Goal of the exercise:
Repeat the stretch of entries below from the line with "pub const ROAD_X: f32" through the line with "pub const DIFFICULTY_DECAY: f32 = 0.03;". Include both ends and add nothing.

[Saved data entries]
══════

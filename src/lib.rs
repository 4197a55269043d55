//! Moto Racer - An endless lane-dodging road racer
//!
//! Core modules:
//! - `sim`: Frame-stepped simulation (movement, spawning, collisions, scoring)
//! - `session`: Idle/running/paused/game-over state machine and best score handoff
//! - `renderer`: WebGPU presentation adapter
//! - `platform`: Browser/native platform abstraction (input sampling)
//! - `persistence`: Best score and settings storage

pub mod persistence;
pub mod platform;
pub mod renderer;
pub mod session;
pub mod settings;
pub mod sim;

pub use session::{FrameClock, Overlay, Session};
pub use settings::{SteerConflict, Settings};

/// Game configuration constants
pub mod consts {
    /// Logical playfield size (portrait)
    pub const WIDTH: f32 = 360.0;
    pub const HEIGHT: f32 = 640.0;

    /// Maximum simulated time per frame (seconds), bounds a stalled tab
    pub const MAX_FRAME_DT: f32 = 1.0;

    /// Road layout
    pub const LANE_COUNT: u32 = 3;
    pub const LANE_WIDTH: f32 = WIDTH * 0.20;
    pub const ROAD_MARGIN: f32 = 20.0;
    pub const ROAD_WIDTH: f32 = LANE_WIDTH * LANE_COUNT as f32 + ROAD_MARGIN * 2.0;
    pub const ROAD_X: f32 = (WIDTH - ROAD_WIDTH) / 2.0;
    /// Leftmost x the player may occupy
    pub const ROAD_LEFT: f32 = ROAD_X + ROAD_MARGIN;
    /// Rightmost x the player's right edge may reach
    pub const ROAD_RIGHT: f32 = ROAD_X + ROAD_WIDTH - ROAD_MARGIN;

    /// Player defaults
    pub const PLAYER_WIDTH: f32 = LANE_WIDTH * 0.6;
    pub const PLAYER_HEIGHT: f32 = LANE_WIDTH * 1.1;
    pub const PLAYER_Y: f32 = HEIGHT - 140.0;
    pub const PLAYER_START_LANE: u32 = 1;
    /// Lateral speed while steering (px/s)
    pub const STEER_SPEED: f32 = 260.0;

    /// Forward speed at the start of a run (px/s)
    pub const BASE_SPEED: f32 = 220.0;
    /// Linear difficulty ramp (px/s gained per second)
    pub const SPEED_RAMP: f32 = 6.0;

    /// Boost target while held, also the boost cap (px/s)
    pub const BOOST_MAX: f32 = 140.0;
    /// Exponential easing rate toward the boost target (1/s)
    pub const BOOST_EASE_RATE: f32 = 8.0;

    /// Lane divider lines
    pub const LINE_WIDTH: f32 = 8.0;
    pub const LINE_HEIGHT: f32 = 28.0;
    pub const LINE_PERIOD: f32 = 48.0;
    pub const LINE_FIRST_ROW: i32 = -10;
    pub const LINE_LAST_ROW: i32 = 20;
    /// Lines scroll slower than traffic (parallax)
    pub const LINE_PARALLAX: f32 = 0.9;
    pub const LINE_WRAP_MARGIN: f32 = 30.0;

    /// Obstacle sizing as fractions of lane width
    pub const OBSTACLE_WIDTH_RANGE: (f32, f32) = (0.55, 0.7);
    pub const OBSTACLE_HEIGHT_RANGE: (f32, f32) = (1.0, 1.3);
    /// Base respawn interval range (seconds), scaled by difficulty
    pub const OBSTACLE_INTERVAL_RANGE: (f32, f32) = (0.7, 1.3);
    pub const DIFFICULTY_START: f32 = 1.6;
    pub const DIFFICULTY_DECAY: f32 = 0.03;
    pub const DIFFICULTY_FLOOR: f32 = 0.5;

    /// Coins
    pub const COIN_RADIUS: f32 = 8.0;
    pub const COIN_START_Y: f32 = -20.0;
    pub const COIN_INTERVAL_RANGE: (f32, f32) = (0.8, 1.6);
    pub const COIN_BONUS: u64 = 25;

    /// Entities past `HEIGHT + margin` are pruned
    pub const OBSTACLE_PRUNE_MARGIN: f32 = 60.0;
    pub const COIN_PRUNE_MARGIN: f32 = 20.0;

    /// Passive score per pixel travelled
    pub const DISTANCE_SCORE_RATE: f32 = 0.15;
}

/// Left edge of a lane
#[inline]
pub fn lane_left(lane: u32) -> f32 {
    consts::ROAD_LEFT + lane as f32 * consts::LANE_WIDTH
}

/// Horizontal centre of a lane
#[inline]
pub fn lane_center(lane: u32) -> f32 {
    lane_left(lane) + consts::LANE_WIDTH / 2.0
}

/// Clamp a player x so that `[x, x + width]` stays on the road
#[inline]
pub fn clamp_to_road(x: f32, width: f32) -> f32 {
    x.min(consts::ROAD_RIGHT - width).max(consts::ROAD_LEFT)
}

#[cfg(test)]
mod tests {
    use super::consts::*;
    use super::*;

    #[test]
    fn test_lanes_span_road_interior() {
        assert!((lane_left(0) - ROAD_LEFT).abs() < 0.001);
        assert!((lane_left(LANE_COUNT) - ROAD_RIGHT).abs() < 0.001);
    }

    #[test]
    fn test_clamp_to_road() {
        assert_eq!(clamp_to_road(-100.0, PLAYER_WIDTH), ROAD_LEFT);
        assert_eq!(clamp_to_road(1000.0, PLAYER_WIDTH), ROAD_RIGHT - PLAYER_WIDTH);
        let mid = lane_left(1);
        assert_eq!(clamp_to_road(mid, PLAYER_WIDTH), mid);
    }
}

══════

Answer to this exercise:
    pub const ROAD_X: f32 = (WIDTH - ROAD_WIDTH) / 2.0;
    /// Leftmost x the player may occupy
    pub const ROAD_LEFT: f32 = ROAD_X + ROAD_MARGIN;
    /// Rightmost x the player's right edge may reach
    pub const ROAD_RIGHT: f32 = ROAD_X + ROAD_WIDTH - ROAD_MARGIN;

    /// Player defaults
    pub const PLAYER_WIDTH: f32 = LANE_WIDTH * 0.6;
    pub const PLAYER_HEIGHT: f32 = LANE_WIDTH * 1.1;
    pub const PLAYER_Y: f32 = HEIGHT - 140.0;
    pub const PLAYER_START_LANE: u32 = 1;
    /// Lateral speed while steering (px/s)
    pub const STEER_SPEED: f32 = 260.0;

    /// Forward speed at the start of a run (px/s)
    pub const BASE_SPEED: f32 = 220.0;
    /// Linear difficulty ramp (px/s gained per second)
    pub const SPEED_RAMP: f32 = 6.0;

    /// Boost target while held, also the boost cap (px/s)
    pub const BOOST_MAX: f32 = 140.0;
    /// Exponential easing rate toward the boost target (1/s)
    pub const BOOST_EASE_RATE: f32 = 8.0;

    /// Lane divider lines
    pub const LINE_WIDTH: f32 = 8.0;
    pub const LINE_HEIGHT: f32 = 28.0;
    pub const LINE_PERIOD: f32 = 48.0;
    pub const LINE_FIRST_ROW: i32 = -10;
    pub const LINE_LAST_ROW: i32 = 20;
    /// Lines scroll slower than traffic (parallax)
    pub const LINE_PARALLAX: f32 = 0.9;
    pub const LINE_WRAP_MARGIN: f32 = 30.0;

    /// Obstacle sizing as fractions of lane width
    pub const OBSTACLE_WIDTH_RANGE: (f32, f32) = (0.55, 0.7);
    pub const OBSTACLE_HEIGHT_RANGE: (f32, f32) = (1.0, 1.3);
    /// Base respawn interval range (seconds), scaled by difficulty
    pub const OBSTACLE_INTERVAL_RANGE: (f32, f32) = (0.7, 1.3);
    pub const DIFFICULTY_START: f32 = 1.6;
    pub const DIFFICULTY_DECAY: f32 = 0.03;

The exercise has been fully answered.